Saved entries

━━━

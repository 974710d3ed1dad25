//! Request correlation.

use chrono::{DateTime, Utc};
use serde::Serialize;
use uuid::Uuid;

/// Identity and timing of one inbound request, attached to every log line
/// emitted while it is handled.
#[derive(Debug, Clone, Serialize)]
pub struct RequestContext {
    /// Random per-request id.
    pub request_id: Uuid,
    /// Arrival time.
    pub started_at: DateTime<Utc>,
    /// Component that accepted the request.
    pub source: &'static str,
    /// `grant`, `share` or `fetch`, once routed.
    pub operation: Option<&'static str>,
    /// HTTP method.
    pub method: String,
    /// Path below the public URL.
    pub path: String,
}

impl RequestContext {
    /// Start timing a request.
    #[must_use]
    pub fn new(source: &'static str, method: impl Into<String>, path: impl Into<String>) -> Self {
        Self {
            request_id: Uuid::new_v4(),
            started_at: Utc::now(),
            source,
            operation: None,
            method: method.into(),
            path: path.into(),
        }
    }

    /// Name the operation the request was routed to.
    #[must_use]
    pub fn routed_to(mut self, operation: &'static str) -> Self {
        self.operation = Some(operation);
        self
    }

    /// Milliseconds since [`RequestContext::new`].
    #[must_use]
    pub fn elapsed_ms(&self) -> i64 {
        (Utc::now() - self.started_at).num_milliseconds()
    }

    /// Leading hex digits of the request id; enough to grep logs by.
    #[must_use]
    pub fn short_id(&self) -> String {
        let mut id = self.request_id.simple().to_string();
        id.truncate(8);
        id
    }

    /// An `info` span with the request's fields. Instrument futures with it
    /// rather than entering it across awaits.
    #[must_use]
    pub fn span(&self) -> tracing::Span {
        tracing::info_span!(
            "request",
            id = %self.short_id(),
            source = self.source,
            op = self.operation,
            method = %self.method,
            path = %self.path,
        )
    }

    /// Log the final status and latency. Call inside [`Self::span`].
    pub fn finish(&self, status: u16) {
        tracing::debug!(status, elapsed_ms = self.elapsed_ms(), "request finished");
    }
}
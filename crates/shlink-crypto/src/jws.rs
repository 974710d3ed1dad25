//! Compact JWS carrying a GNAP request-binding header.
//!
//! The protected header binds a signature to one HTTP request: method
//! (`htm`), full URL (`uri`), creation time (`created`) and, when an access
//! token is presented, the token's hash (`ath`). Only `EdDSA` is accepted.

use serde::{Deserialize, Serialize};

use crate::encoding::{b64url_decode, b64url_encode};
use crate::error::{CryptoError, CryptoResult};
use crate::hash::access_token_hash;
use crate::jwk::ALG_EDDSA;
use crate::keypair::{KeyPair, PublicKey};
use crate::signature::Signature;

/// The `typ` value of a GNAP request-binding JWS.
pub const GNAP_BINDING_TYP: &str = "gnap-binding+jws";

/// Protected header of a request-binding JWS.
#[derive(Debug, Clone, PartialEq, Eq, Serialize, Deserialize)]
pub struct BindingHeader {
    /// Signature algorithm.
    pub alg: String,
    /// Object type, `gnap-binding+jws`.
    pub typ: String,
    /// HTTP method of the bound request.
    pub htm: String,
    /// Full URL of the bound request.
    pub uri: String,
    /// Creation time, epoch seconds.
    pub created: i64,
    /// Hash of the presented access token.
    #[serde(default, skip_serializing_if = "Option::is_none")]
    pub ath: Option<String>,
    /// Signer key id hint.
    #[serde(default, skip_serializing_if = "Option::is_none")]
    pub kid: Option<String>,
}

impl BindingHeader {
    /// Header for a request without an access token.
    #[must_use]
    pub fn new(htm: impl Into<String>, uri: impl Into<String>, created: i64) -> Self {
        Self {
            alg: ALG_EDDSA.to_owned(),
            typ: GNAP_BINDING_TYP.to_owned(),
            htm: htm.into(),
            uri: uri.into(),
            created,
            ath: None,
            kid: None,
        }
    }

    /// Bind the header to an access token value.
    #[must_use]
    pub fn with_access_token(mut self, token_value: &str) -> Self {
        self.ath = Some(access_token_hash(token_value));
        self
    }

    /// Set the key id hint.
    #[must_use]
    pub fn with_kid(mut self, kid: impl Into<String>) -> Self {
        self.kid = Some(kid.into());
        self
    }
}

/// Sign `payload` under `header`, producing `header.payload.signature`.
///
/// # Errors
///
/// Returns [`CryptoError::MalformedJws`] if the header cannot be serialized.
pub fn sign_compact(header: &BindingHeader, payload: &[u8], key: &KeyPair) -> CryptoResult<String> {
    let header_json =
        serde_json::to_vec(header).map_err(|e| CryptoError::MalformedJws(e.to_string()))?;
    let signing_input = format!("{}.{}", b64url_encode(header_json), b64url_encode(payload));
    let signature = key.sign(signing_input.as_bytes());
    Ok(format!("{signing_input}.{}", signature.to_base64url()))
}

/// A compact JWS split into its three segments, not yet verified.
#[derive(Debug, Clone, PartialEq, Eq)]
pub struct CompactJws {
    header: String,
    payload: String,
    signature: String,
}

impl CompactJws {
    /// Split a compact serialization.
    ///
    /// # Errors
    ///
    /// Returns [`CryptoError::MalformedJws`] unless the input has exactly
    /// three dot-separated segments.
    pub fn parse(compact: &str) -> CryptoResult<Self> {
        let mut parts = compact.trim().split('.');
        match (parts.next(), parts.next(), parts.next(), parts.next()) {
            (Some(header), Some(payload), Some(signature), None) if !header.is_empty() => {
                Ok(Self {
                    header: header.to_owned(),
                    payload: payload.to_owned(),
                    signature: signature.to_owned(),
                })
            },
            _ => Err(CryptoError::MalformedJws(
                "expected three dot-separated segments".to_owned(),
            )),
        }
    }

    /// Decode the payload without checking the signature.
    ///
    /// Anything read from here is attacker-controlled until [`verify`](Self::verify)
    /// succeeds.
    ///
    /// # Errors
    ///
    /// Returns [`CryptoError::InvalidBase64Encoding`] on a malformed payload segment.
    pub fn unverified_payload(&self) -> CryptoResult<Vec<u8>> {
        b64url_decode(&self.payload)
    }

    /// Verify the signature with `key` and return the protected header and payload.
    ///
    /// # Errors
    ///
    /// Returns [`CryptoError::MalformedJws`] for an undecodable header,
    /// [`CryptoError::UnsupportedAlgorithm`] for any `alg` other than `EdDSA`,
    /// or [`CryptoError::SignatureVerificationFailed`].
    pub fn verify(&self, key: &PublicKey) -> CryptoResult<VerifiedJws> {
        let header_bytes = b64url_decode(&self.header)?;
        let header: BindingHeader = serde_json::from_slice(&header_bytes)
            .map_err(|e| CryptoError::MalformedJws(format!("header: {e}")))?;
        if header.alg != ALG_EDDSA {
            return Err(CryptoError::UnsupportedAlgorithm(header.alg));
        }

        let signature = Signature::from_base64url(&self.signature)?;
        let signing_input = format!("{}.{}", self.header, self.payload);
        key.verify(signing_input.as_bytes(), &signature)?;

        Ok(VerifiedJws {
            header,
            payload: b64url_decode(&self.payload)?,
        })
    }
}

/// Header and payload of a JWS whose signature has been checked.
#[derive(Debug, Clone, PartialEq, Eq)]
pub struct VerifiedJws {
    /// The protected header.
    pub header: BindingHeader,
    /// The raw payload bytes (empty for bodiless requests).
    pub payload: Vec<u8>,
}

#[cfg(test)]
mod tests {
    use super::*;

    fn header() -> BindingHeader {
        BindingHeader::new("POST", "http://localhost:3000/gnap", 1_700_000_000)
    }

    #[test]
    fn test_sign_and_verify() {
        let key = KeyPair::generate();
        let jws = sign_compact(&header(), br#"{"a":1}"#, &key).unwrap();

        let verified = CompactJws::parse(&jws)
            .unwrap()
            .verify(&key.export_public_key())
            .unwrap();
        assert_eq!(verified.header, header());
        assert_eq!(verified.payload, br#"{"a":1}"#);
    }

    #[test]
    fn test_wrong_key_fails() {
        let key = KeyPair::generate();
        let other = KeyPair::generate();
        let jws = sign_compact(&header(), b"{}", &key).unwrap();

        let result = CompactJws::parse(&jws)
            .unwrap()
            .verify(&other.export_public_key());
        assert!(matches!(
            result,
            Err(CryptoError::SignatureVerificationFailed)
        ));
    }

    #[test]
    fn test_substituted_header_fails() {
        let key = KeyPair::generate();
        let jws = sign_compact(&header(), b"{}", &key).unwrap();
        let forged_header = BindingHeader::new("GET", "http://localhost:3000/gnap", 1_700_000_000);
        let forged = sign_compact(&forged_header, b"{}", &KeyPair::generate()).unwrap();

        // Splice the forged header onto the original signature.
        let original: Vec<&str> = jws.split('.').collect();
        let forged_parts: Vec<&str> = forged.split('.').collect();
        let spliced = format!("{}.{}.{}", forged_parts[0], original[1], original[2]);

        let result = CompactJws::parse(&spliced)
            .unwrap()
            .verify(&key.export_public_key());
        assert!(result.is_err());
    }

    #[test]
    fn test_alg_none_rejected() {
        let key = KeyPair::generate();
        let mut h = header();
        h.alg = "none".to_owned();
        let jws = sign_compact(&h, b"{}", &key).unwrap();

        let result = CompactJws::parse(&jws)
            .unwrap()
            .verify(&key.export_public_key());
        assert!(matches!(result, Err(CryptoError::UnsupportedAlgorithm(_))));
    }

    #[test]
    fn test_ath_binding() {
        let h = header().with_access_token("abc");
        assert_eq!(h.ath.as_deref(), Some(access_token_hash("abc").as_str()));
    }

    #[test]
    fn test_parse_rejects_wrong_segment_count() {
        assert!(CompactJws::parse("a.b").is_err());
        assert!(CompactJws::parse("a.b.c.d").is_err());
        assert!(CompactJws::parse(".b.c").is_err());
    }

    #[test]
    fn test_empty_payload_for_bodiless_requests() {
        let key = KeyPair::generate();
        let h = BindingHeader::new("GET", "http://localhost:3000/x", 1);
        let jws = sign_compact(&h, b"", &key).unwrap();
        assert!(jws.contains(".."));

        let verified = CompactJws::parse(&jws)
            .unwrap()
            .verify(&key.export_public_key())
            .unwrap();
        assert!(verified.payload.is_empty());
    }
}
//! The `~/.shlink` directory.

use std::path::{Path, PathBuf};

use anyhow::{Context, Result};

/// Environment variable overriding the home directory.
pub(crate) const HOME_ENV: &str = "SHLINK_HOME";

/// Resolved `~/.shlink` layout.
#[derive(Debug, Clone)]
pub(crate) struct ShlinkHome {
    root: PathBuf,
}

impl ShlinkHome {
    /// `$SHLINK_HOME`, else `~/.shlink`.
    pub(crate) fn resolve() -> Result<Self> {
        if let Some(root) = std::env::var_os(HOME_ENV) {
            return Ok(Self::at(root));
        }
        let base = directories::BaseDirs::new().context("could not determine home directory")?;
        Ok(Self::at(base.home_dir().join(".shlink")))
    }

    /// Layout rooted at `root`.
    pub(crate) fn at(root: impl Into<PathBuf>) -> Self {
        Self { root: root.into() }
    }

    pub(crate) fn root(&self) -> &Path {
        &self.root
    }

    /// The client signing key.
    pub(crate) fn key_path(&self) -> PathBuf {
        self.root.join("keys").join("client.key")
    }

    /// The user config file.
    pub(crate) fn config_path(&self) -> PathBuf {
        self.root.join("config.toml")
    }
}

━━━

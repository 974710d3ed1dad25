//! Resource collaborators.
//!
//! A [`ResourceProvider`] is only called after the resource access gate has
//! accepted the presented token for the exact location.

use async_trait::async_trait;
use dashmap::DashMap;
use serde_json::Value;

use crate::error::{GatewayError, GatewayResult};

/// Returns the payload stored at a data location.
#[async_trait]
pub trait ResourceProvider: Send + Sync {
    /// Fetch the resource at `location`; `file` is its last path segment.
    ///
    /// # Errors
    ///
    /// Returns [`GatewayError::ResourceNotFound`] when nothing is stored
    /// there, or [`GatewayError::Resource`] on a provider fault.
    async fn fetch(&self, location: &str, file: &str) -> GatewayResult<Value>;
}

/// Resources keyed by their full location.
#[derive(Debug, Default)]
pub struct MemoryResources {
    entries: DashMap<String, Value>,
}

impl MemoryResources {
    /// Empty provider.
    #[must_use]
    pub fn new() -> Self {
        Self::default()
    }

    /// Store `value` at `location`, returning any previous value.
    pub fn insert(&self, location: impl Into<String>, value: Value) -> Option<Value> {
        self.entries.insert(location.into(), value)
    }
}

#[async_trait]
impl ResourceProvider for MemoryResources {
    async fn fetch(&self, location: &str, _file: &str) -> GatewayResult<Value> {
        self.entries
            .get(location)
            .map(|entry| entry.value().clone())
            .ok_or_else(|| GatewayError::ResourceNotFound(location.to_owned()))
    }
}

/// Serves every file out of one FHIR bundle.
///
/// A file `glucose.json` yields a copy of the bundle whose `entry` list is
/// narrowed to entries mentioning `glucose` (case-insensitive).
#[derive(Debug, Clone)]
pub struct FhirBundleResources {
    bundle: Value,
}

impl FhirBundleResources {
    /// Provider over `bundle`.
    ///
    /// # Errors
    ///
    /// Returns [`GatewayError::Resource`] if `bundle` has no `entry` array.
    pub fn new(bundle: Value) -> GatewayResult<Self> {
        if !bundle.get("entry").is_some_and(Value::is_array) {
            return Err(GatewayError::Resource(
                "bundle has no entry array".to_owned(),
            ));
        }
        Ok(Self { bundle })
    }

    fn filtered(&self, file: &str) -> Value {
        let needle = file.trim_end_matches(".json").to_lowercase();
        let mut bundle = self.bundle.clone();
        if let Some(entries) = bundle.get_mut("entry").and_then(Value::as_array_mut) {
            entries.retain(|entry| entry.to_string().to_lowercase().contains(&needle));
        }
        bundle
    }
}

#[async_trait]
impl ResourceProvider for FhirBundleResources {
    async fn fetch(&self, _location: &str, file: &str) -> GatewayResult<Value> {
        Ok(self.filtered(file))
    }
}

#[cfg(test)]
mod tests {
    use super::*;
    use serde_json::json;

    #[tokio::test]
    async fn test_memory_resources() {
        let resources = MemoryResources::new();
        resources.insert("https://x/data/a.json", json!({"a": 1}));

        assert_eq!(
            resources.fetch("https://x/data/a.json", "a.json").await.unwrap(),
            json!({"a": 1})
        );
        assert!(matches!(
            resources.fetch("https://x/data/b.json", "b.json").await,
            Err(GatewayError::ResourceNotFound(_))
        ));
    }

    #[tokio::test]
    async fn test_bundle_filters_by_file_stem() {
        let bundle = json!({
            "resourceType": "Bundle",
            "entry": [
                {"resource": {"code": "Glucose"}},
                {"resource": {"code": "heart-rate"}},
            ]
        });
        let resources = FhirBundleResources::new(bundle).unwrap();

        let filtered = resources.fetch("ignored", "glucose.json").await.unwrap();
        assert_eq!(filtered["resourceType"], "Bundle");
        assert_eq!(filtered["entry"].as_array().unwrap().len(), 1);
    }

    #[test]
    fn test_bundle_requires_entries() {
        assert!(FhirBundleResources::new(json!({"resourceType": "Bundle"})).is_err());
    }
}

━━━

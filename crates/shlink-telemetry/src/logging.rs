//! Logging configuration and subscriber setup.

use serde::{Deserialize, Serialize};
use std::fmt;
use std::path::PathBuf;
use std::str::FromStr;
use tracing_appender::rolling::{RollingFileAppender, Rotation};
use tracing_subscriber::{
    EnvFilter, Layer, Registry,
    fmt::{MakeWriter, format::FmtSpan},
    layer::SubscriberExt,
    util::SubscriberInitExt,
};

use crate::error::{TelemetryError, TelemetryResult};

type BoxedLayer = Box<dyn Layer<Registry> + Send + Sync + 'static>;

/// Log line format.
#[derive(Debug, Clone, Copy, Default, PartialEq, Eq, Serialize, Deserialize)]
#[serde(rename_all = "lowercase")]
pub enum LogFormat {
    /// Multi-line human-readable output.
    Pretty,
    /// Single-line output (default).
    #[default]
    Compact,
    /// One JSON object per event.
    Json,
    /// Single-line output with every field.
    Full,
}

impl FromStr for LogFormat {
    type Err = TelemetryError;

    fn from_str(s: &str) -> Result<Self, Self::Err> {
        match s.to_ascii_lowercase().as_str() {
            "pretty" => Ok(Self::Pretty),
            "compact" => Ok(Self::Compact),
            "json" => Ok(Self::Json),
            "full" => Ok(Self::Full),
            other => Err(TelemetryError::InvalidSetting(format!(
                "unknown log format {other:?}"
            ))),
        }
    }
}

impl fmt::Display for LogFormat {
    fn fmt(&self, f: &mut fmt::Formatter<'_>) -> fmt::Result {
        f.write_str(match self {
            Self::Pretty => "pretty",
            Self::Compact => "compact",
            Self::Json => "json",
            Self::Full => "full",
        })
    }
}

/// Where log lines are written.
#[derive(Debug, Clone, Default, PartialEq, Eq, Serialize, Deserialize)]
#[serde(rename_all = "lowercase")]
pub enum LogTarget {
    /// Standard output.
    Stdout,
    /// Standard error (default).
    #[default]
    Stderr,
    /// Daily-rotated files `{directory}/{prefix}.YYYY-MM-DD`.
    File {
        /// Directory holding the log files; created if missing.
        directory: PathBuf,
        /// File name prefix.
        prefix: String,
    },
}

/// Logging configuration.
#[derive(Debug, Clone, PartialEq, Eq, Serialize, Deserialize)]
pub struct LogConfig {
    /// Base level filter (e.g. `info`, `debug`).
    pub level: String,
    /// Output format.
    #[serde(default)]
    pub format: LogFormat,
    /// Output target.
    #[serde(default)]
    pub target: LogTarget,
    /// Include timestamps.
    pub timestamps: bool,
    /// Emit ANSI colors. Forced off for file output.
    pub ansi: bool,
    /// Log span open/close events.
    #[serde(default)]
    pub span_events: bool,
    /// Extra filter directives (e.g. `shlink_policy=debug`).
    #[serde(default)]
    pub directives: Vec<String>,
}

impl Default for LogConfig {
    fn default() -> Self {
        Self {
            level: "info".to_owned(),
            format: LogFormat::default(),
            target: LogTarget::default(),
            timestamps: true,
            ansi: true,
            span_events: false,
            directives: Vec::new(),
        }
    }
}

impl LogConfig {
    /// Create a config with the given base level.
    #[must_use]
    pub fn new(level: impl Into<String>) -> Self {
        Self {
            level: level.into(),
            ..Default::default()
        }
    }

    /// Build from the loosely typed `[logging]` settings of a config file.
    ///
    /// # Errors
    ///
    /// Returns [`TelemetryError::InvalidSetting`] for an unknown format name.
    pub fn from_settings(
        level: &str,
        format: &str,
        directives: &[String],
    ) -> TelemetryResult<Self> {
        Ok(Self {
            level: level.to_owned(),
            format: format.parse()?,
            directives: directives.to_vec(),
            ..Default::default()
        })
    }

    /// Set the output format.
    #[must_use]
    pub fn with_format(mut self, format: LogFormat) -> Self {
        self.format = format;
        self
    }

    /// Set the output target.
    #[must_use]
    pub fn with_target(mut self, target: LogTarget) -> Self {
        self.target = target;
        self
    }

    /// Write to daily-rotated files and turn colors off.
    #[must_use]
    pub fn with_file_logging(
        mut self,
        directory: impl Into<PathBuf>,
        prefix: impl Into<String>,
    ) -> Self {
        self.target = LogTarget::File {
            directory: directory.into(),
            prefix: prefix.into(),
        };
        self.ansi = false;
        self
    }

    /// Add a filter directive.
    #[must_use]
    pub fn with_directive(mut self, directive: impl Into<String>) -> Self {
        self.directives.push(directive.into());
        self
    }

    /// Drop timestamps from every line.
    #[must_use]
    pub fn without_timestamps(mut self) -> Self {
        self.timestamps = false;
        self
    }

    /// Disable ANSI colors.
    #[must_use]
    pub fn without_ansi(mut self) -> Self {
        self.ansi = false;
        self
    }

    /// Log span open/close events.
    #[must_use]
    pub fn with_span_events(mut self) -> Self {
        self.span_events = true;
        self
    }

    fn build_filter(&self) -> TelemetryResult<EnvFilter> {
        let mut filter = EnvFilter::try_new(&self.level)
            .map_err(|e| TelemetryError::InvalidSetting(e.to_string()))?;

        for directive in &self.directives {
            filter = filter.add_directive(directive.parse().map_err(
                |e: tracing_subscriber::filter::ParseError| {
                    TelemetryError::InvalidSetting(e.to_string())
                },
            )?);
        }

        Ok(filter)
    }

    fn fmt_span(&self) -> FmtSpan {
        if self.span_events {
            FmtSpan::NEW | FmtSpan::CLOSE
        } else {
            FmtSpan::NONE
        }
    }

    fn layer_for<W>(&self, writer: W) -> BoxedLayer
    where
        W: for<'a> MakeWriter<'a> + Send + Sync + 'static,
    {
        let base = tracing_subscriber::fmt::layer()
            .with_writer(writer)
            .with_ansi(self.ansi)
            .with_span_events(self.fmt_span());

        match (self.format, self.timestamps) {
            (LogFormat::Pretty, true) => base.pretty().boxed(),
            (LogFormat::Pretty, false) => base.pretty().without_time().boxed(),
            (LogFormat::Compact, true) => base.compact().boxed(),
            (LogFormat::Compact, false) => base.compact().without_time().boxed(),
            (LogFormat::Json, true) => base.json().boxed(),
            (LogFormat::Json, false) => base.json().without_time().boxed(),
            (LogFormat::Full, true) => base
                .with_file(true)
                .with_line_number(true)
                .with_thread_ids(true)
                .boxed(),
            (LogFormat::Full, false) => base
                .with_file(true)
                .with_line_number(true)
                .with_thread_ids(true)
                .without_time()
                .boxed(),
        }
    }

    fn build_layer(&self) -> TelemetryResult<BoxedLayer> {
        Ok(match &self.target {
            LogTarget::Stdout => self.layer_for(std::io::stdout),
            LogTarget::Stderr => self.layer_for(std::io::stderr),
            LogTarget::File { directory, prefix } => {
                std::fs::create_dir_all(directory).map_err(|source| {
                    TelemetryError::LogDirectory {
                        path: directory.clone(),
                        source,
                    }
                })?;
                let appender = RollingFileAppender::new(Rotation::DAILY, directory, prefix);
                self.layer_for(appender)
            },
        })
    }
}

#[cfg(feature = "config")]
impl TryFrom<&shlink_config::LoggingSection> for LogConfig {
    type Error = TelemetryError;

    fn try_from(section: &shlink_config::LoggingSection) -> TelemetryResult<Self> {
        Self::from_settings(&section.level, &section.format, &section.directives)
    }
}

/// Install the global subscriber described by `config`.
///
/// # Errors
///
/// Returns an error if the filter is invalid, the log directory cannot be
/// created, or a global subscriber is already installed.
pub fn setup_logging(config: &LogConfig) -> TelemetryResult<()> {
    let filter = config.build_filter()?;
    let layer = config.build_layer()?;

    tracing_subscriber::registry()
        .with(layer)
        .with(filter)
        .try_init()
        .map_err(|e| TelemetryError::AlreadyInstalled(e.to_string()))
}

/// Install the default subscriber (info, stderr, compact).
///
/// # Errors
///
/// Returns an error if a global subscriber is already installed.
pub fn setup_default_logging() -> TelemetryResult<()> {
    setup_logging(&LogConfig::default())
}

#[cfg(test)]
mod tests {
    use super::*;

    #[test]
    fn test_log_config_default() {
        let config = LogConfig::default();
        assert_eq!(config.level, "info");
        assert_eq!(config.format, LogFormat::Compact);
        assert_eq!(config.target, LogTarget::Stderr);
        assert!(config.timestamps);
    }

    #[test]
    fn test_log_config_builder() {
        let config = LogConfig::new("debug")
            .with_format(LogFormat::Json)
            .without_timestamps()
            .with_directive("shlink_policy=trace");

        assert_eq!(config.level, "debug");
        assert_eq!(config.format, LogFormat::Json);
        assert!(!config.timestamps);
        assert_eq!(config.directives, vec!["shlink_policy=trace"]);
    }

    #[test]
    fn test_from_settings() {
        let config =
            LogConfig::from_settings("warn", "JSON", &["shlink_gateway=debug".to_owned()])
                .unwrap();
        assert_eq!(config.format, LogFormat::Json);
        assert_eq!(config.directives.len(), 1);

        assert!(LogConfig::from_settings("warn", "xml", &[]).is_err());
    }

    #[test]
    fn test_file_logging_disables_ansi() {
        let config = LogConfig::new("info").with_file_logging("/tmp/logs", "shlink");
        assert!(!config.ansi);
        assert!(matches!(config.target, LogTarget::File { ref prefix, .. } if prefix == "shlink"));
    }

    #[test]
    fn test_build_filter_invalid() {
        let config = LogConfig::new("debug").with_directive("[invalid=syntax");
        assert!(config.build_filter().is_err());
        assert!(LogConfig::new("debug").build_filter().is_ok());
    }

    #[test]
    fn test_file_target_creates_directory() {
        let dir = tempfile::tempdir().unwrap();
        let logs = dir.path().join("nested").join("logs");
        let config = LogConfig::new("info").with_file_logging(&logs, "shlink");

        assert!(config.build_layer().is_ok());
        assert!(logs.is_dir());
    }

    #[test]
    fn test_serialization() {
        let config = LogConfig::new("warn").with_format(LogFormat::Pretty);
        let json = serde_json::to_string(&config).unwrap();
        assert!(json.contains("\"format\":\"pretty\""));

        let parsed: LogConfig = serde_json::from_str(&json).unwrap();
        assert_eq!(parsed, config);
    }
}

━━━

_Work item_:
Copy out every line from the data above in which the word "PathBuf" occurs.

_Exercise response_:
use std::path::{Path, PathBuf};
    root: PathBuf,
    pub(crate) fn at(root: impl Into<PathBuf>) -> Self {
    pub(crate) fn key_path(&self) -> PathBuf {
    pub(crate) fn config_path(&self) -> PathBuf {
use std::path::PathBuf;
        directory: PathBuf,
        directory: impl Into<PathBuf>,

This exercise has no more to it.